Amazon is stepping back from the news and information business. The tech giant has stopped selling subscriptions to both print and Kindle magazines, and Kindle Newsstand will shut down completely in September.
Customers have until June 5 to manage print magazine subscriptions through Amazon, after which they’ll have to deal directly with the publication.
“Following an assessment of our magazine and newspaper subscription offerings via Newsstand, we have decided to discontinue the individual subscription programs for both print and Kindle, including Kindle single issues,” the company told publishers in an email obtained by Good e-Reader. “We don’t take these decisions lightly. We are winding down this program in a phased manner and will work with you throughout the wind-down process to help ensure the best experience possible for our mutual customers.”
The company has encouraged publishers to add their newspapers and magazines to its Kindle Unlimited program or Prime Reading, both of which offer an all-you-can-read option to customers, but generally result in much lower revenues for the publications.
USA Today, Time, People, Consumer Reports, and more are included in Kindle Unlimited. (Fortune is not available on the Unlimited platform.)
Amazon’s move follows in the footsteps of Apple, which in 2019 launched Apple News+, a subscription service with more than 300 magazines and newspapers, carrying a $10 per month umbrella subscription fee.
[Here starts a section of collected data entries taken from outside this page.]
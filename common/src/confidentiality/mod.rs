mod environ;
mod userspace;

use std::boxed::Box;
use std::marker::{Send, Sync};
use std::result::Result as DefaultResult;

use crate::config::{AppConfidentialCfg, AppConfig};
use crate::error::AppConfidentialityError;

pub use environ::EnvVarConfidentiality;
pub use userspace::UserSpaceConfidentiality;

pub fn build_context(
    cfg: &AppConfig,
) -> DefaultResult<Box<dyn AbstractConfidentiality>, AppConfidentialityError> {
    let confidential = &cfg.api_server.confidentiality;
    let obj: Box<dyn AbstractConfidentiality> = match confidential {
        AppConfidentialCfg::UserSpace { sys_path } => {
            let fullpath = cfg.basepath.system.clone() + sys_path;
            Box::new(UserSpaceConfidentiality::build(fullpath))
        }
        AppConfidentialCfg::Environment { prefix } => {
            Box::new(EnvVarConfidentiality::build(prefix.as_str()))
        }
    };
    Ok(obj)
}

pub trait AbstractConfidentiality: Send + Sync {
    // read-only interface to fetch user-defined private data, the returned
    // string is always serialised JSON value
    fn try_get_payload(&self, id_: &str) -> DefaultResult<String, AppConfidentialityError>;
}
It’s also part of a general belt-tightening at Amazon under CEO Andy Jassy. In January, Amazon announced plans to cut 17,000 jobs, saying business has slowed since the start of the pandemic. The company has also delayed warehouse openings and paused work on its second headquarters in Virginia, as well as closed many of the cashierless Amazon Go stores launched under former CEO Jeff Bezos.
Kindle version magazines and newspapers were specially formatted to take advantage of the e-reader’s strengths, including adjustable font size. The iPad’s ability to show color pictures and Apple’s hardware sales advantage seemingly proved too dominant for Amazon to overcome, however.